MADELEINE BRAND, host:

From NPR News, it's DAY TO DAY. The dietary supplement market is huge. People take them for all sorts of reasons: to ease pain, lose weight, even to get in a better mood. Physician and Yale Medical School Professor Dr. Sydney Spiesel writes about medical research for the online magazine Slate and he joins us this week to talk about just how safe and useful some of these supplements are. And welcome back to the program, Syd.

Dr. SYDNEY SPIESEL (Yale Medical School): Thank you.

BRAND: Now Syd, a couple of popular supplements have been tested recently. One of them is saw palmetto and that is used by some men to stop prostate enlargement, which I understand happens as men get older, their prostate enlarges and it becomes quite uncomfortable and difficult to urinate. Tell us what exactly is saw palmetto and how's it supposed to help people with prostate enlargement?

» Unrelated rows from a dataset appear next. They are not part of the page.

//! Panic recovery: a panicking stage or handler becomes a 500, not a dead
//! connection.

use std::any::Any;
use std::future::Future;
use std::panic::AssertUnwindSafe;

use futures::FutureExt;

use crate::response::{IntoResponse, Json, Response};

pub(crate) async fn catch_panic<F>(fut: F) -> Response
where
    F: Future<Output = Response>,
{
    match AssertUnwindSafe(fut).catch_unwind().await {
        Ok(res) => res,
        Err(payload) => {
            tracing::error!(panic = %panic_message(payload.as_ref()), "request panicked");
            let mut res = Json(serde_json::json!({ "error": "Internal server error" })).into_response();
            res.set_status(http::StatusCode::INTERNAL_SERVER_ERROR);
            res
        }
    }
}

fn panic_message(payload: &(dyn Any + Send)) -> &str {
    if let Some(s) = payload.downcast_ref::<&'static str>() {
        s
    } else if let Some(s) = payload.downcast_ref::<String>() {
        s.as_str()
    } else {
        "non-string panic payload"
    }
}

Dr. SPIESEL: Saw palmetto are the fruits of a rather beautiful plant that grows in the south in the United States. We don't know how it works, but it's used very extensively. There's a lot of sort of folklore that it's effective at decreasing symptoms of prostatic enlargement, but we really don't know how.

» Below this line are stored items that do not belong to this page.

//! Outgoing HTTP response type and the [`IntoResponse`] conversion trait.
//!
//! Build a [`Response`] in your handler and return it, or return anything
//! that implements [`IntoResponse`]: a [`Json`] value, an
//! [`ApiError`](crate::ApiError), a `Result` of the two.

use bytes::Bytes;
use http::header::{CONTENT_TYPE, HeaderName, HeaderValue};
use http::{HeaderMap, StatusCode};
use http_body_util::Full;
use serde::Serialize;

// ── ContentType ───────────────────────────────────────────────────────────────

/// Content types the API sends, for use with [`ResponseBuilder::bytes`].
pub enum ContentType {
    Csv,   // text/csv; charset=utf-8
    Json,  // application/json
    Text,  // text/plain; charset=utf-8
}

impl ContentType {
    fn as_str(&self) -> &'static str {
        match self {
            Self::Csv  => "text/csv; charset=utf-8",
            Self::Json => "application/json",
            Self::Text => "text/plain; charset=utf-8",
        }
    }
}

// ── Response ─────────────────────────────────────────────────────────────────

/// An outgoing HTTP response.
///
/// # Shortcuts (200 OK, no custom headers needed)
///
/// ```rust
/// use http::StatusCode;
/// use invoicer::Response;
///
/// Response::json(br#"{"id":1}"#.to_vec());
/// Response::text("hello");
/// Response::with_status(StatusCode::NO_CONTENT);
/// ```
///
/// # Builder (custom status or headers)
///
/// ```rust
/// use http::StatusCode;
/// use invoicer::{ContentType, Response};
///
/// Response::builder()
///     .status(StatusCode::CREATED)
///     .header("location", "/api/clients/42")
///     .json(br#"{"id":42}"#.to_vec());
///
/// Response::builder()
///     .header("content-disposition", "attachment; filename=\"clients.csv\"")
///     .bytes(ContentType::Csv, b"id\n1\n".to_vec());
/// ```
#[derive(Debug)]
pub struct Response {
    status: StatusCode,
    headers: HeaderMap,
    body: Bytes,
}

impl Response {
    /// `200 OK`, `application/json`.
    pub fn json(body: impl Into<Bytes>) -> Self {
        Self::bytes_raw(ContentType::Json, body.into())
    }

    /// `200 OK`, `text/plain; charset=utf-8`.
    pub fn text(body: impl Into<String>) -> Self {
        Self::bytes_raw(ContentType::Text, Bytes::from(body.into()))
    }

    /// Response with no body.
    pub fn with_status(status: StatusCode) -> Self {
        Self { status, headers: HeaderMap::new(), body: Bytes::new() }
    }

    /// Builder for responses that need a custom status or extra headers.
    pub fn builder() -> ResponseBuilder {
        ResponseBuilder { headers: HeaderMap::new(), status: StatusCode::OK }
    }

    fn bytes_raw(content_type: ContentType, body: Bytes) -> Self {
        let mut headers = HeaderMap::new();
        headers.insert(CONTENT_TYPE, HeaderValue::from_static(content_type.as_str()));
        Self { status: StatusCode::OK, headers, body }
    }

    pub fn status(&self) -> StatusCode { self.status }
    pub fn headers(&self) -> &HeaderMap { &self.headers }
    pub fn body(&self) -> &[u8] { &self.body }

    pub fn set_status(&mut self, status: StatusCode) {
        self.status = status;
    }

    pub fn headers_mut(&mut self) -> &mut HeaderMap {
        &mut self.headers
    }

    /// Value of a response header, if present and valid UTF-8.
    pub fn header(&self, name: &str) -> Option<&str> {
        self.headers.get(name).and_then(|v| v.to_str().ok())
    }

    /// Converts into the hyper-facing response type.
    pub(crate) fn into_inner(self) -> http::Response<Full<Bytes>> {
        let mut res = http::Response::new(Full::new(self.body));
        *res.status_mut() = self.status;
        *res.headers_mut() = self.headers;
        res
    }
}

// ── ResponseBuilder ───────────────────────────────────────────────────────────

/// Fluent builder for [`Response`].
///
/// Obtain via [`Response::builder()`]. Defaults to `200 OK`.
/// Terminated by a typed body method.
pub struct ResponseBuilder {
    headers: HeaderMap,
    status: StatusCode,
}

impl ResponseBuilder {
    pub fn status(mut self, code: StatusCode) -> Self {
        self.status = code;
        self
    }

    /// Appends a header. Invalid names or values are dropped with a warning;
    /// they can only come from programmer error.
    pub fn header(mut self, name: &str, value: &str) -> Self {
        match (HeaderName::try_from(name), HeaderValue::try_from(value)) {
            (Ok(name), Ok(value)) => {
                self.headers.append(name, value);
            }
            _ => tracing::warn!(name, "dropping invalid response header"),
        }
        self
    }

    /// Terminate with a JSON body (`application/json`).
    pub fn json(self, body: impl Into<Bytes>) -> Response {
        self.finish(ContentType::Json, body.into())
    }

    /// Terminate with a plain-text body (`text/plain; charset=utf-8`).
    pub fn text(self, body: impl Into<String>) -> Response {
        self.finish(ContentType::Text, Bytes::from(body.into()))
    }

    /// Terminate with a typed body, e.g. a CSV export.
    pub fn bytes(self, content_type: ContentType, body: impl Into<Bytes>) -> Response {
        self.finish(content_type, body.into())
    }

    /// Terminate with a body whose content type was decided at runtime.
    pub fn typed(mut self, content_type: &str, body: impl Into<Bytes>) -> Response {
        if let Ok(value) = HeaderValue::try_from(content_type) {
            self.headers.insert(CONTENT_TYPE, value);
        }
        Response { status: self.status, headers: self.headers, body: body.into() }
    }

    /// Terminate with no body (e.g. `204 No Content`).
    pub fn no_body(self) -> Response {
        Response { status: self.status, headers: self.headers, body: Bytes::new() }
    }

    fn finish(mut self, content_type: ContentType, body: Bytes) -> Response {
        self.headers.insert(CONTENT_TYPE, HeaderValue::from_static(content_type.as_str()));
        Response { status: self.status, headers: self.headers, body }
    }
}

// ── IntoResponse ──────────────────────────────────────────────────────────────

/// Conversion into an HTTP [`Response`].
///
/// Implement on your own types to return them directly from handlers.
pub trait IntoResponse {
    fn into_response(self) -> Response;
}

impl IntoResponse for Response {
    fn into_response(self) -> Response { self }
}

impl IntoResponse for &'static str {
    fn into_response(self) -> Response { Response::text(self) }
}

impl IntoResponse for String {
    fn into_response(self) -> Response { Response::text(self) }
}

/// Return a bare status from a handler: `return StatusCode::NO_CONTENT`
impl IntoResponse for StatusCode {
    fn into_response(self) -> Response { Response::with_status(self) }
}

/// Override the status of any response: `(StatusCode::CREATED, Json(user))`
impl<T: IntoResponse> IntoResponse for (StatusCode, T) {
    fn into_response(self) -> Response {
        let mut res = self.1.into_response();
        res.set_status(self.0);
        res
    }
}

impl<T: IntoResponse, E: IntoResponse> IntoResponse for Result<T, E> {
    fn into_response(self) -> Response {
        match self {
            Ok(v) => v.into_response(),
            Err(e) => e.into_response(),
        }
    }
}

/// A serde-serialisable JSON body.
///
/// ```rust
/// use invoicer::Json;
///
/// async fn ping(_req: invoicer::Request) -> Json<serde_json::Value> {
///     Json(serde_json::json!({ "pong": true }))
/// }
/// ```
pub struct Json<T>(pub T);

impl<T: Serialize> IntoResponse for Json<T> {
    fn into_response(self) -> Response {
        match serde_json::to_vec(&self.0) {
            Ok(bytes) => Response::json(bytes),
            Err(e) => {
                tracing::error!("response serialisation failed: {e}");
                Response::with_status(StatusCode::INTERNAL_SERVER_ERROR)
            }
        }
    }
}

BRAND: And it was studied, it underwent rigorous scientific scrutiny and what were the findings?

Dr. SPIESEL: It didn't stand up very well, sadly. There might have been some very slight effect, but it really seems that it doesn't treat this condition in any very significant way.

BRAND: The other supplement that has been tested recently is a treatment for arthritis. And tell us about that supplement and how that is supposed to work.

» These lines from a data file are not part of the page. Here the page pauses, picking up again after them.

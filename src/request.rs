//! Incoming HTTP request type and its per-request context.

use std::collections::HashMap;
use std::net::SocketAddr;
use std::sync::Arc;

use bytes::Bytes;
use http::header::{HeaderName, HeaderValue};
use http::HeaderMap;
use serde::de::DeserializeOwned;
use uuid::Uuid;

use crate::auth::{Capability, Identity};
use crate::error::ApiError;
use crate::method::Method;
use crate::state::AppState;

/// An incoming HTTP request with its body fully read.
///
/// Besides the wire data it carries the context the pipeline builds up:
/// the capability of the matched route, and the [`Identity`] once the
/// authenticator has resolved one.
pub struct Request {
    method: Method,
    path: String,
    query: Option<String>,
    headers: HeaderMap,
    body: Bytes,
    remote_addr: SocketAddr,
    pub(crate) params: HashMap<String, String>,
    pub(crate) capability: Capability,
    identity: Option<Identity>,
    /// Headers a stage wants on the final response, whichever produces it.
    pub(crate) response_headers: HeaderMap,
    state: Arc<AppState>,
}

impl Request {
    pub(crate) fn new(
        method: Method,
        path: String,
        query: Option<String>,
        headers: HeaderMap,
        body: Bytes,
        remote_addr: SocketAddr,
        state: Arc<AppState>,
    ) -> Self {
        Self {
            method,
            path,
            query,
            headers,
            body,
            remote_addr,
            params: HashMap::new(),
            capability: Capability::Public,
            identity: None,
            response_headers: HeaderMap::new(),
            state,
        }
    }

    pub fn method(&self) -> Method { self.method }
    pub fn path(&self) -> &str { &self.path }
    pub fn headers(&self) -> &HeaderMap { &self.headers }
    pub fn body(&self) -> &[u8] { &self.body }
    pub fn remote_addr(&self) -> SocketAddr { self.remote_addr }
    pub fn state(&self) -> &Arc<AppState> { &self.state }

    /// Capability the matched route requires; `Public` when nothing matched.
    pub fn capability(&self) -> Capability { self.capability }

    /// Header lookup; `None` for absent or non-UTF-8 values.
    pub fn header(&self, name: &str) -> Option<&str> {
        self.headers.get(name).and_then(|v| v.to_str().ok())
    }

    /// Returns a named path parameter.
    ///
    /// For a route `/clients/:id`, `req.param("id")` on `/clients/42` returns `Some("42")`.
    pub fn param(&self, key: &str) -> Option<&str> {
        self.params.get(key).map(String::as_str)
    }

    /// Parses a path parameter as a record id.
    pub fn param_id(&self, key: &str) -> Result<Uuid, ApiError> {
        self.param(key)
            .and_then(|v| Uuid::parse_str(v).ok())
            .ok_or_else(|| ApiError::bad_request(format!("Invalid {key}")))
    }

    /// First value of a query-string parameter, percent-decoded.
    pub fn query(&self, key: &str) -> Option<String> {
        let query = self.query.as_deref()?;
        url::form_urlencoded::parse(query.as_bytes())
            .find(|(k, _)| k == key)
            .map(|(_, v)| v.into_owned())
    }

    /// All query-string pairs in order, percent-decoded.
    pub fn query_pairs(&self) -> Vec<(String, String)> {
        self.query
            .as_deref()
            .map(|q| url::form_urlencoded::parse(q.as_bytes()).into_owned().collect())
            .unwrap_or_default()
    }

    /// Deserialises the body as JSON.
    pub fn json<T: DeserializeOwned>(&self) -> Result<T, ApiError> {
        serde_json::from_slice(&self.body)
            .map_err(|e| ApiError::bad_request(format!("Invalid request body: {e}")))
    }

    pub fn identity(&self) -> Option<&Identity> {
        self.identity.as_ref()
    }

    /// The authenticated caller, or `MissingCredential` on a route the
    /// authenticator did not run for.
    pub fn require_identity(&self) -> Result<&Identity, ApiError> {
        self.identity.as_ref().ok_or(ApiError::MissingCredential)
    }

    pub(crate) fn set_identity(&mut self, identity: Identity) {
        self.identity = Some(identity);
    }

    /// Queues a header for the response, including a short-circuit one.
    pub(crate) fn defer_header(&mut self, name: HeaderName, value: HeaderValue) {
        self.response_headers.append(name, value);
    }
}

#[cfg(test)]
pub(crate) mod test_support {
    use std::sync::Arc;

    use super::*;
    use crate::config::Config;
    use crate::store::MemoryStore;

    pub fn state() -> Arc<AppState> {
        let config = Config { jwt_secret: "unit-test-secret-0123".to_owned(), ..Config::default() };
        Arc::new(AppState::new(config, Arc::new(MemoryStore::new())))
    }

    pub fn request(state: &Arc<AppState>, method: Method, path: &str) -> Request {
        request_with(state, method, path, &[])
    }

    pub fn request_with(
        state: &Arc<AppState>,
        method: Method,
        path: &str,
        headers: &[(&'static str, &str)],
    ) -> Request {
        let mut map = HeaderMap::new();
        for &(name, value) in headers {
            map.append(HeaderName::from_static(name), HeaderValue::from_str(value).unwrap());
        }
        Request::new(
            method,
            path.to_owned(),
            None,
            map,
            Bytes::new(),
            SocketAddr::from(([127, 0, 0, 1], 40000)),
            Arc::clone(state),
        )
    }

    pub fn set_query(req: &mut Request, query: impl Into<String>) {
        req.query = Some(query.into());
    }
}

Dr. SPIESEL: Well, that supplement is a mixture of two things, one is called glucosamine, one is called chondroitin sulphate. Both of these are somehow involved in or at least are thought to be somehow involved in cartilage and production of new cartilage. And a study that was done at the Utah School of Medicine compared these medications with giving people a placebo which had no effectiveness and giving people one of the standard treatments for osteoarthritis. This is the arthritis of wear and tear, looking at pain in the knees as an endpoint.

BRAND: And?

Dr. SPIESEL: Well, for most patients it really didn't seem to do, for people who have had mild pain it really was not much of an improvement, if any, over placebo. Interestingly, for the subset of people who had moderate to severe pain it really did seem to decrease the pain in those people. And I should say that one of my wife's doctors has a cat and she says that this cat cannot get up in the morning without a little dose of glucosamine and chondroitin sulphate.

BRAND: Are there any supplements out there that do work, that have undergone scientific scrutiny and have proved effective?

Dr. SPIESEL: Yes, and some of them to the dismay of the manufacturers were taken off the market because they proved to be effective. For example, there was something called red rice yeast that's been used as a dietary supplement in Asia for a long time. It turned out that it was actually quite effective at lowering cholesterol and the reason it was effective at lowering cholesterol is that it was the same, it produced the same active ingredient as one of the drugs that a major manufacturer of pharmaceuticals used. And so once that was shown to be true, it was said, well, this isn't a nutritional supplement anymore, this is a drug. So it was taken off the market.

BRAND: Well, that is indeed a cruel irony, that if the supplements actually do work, then they're taken away.

Dr. SPIESEL: The manufacturer's would just as soon not have them tested because if they're tested, two possibilities. It might turn out to be ineffective or it might turn out to be effective and something like red rice yeast will happen.

BRAND: Dr. Sydney Spiesel of the Yale Medical School and of slate.com, thank you very much.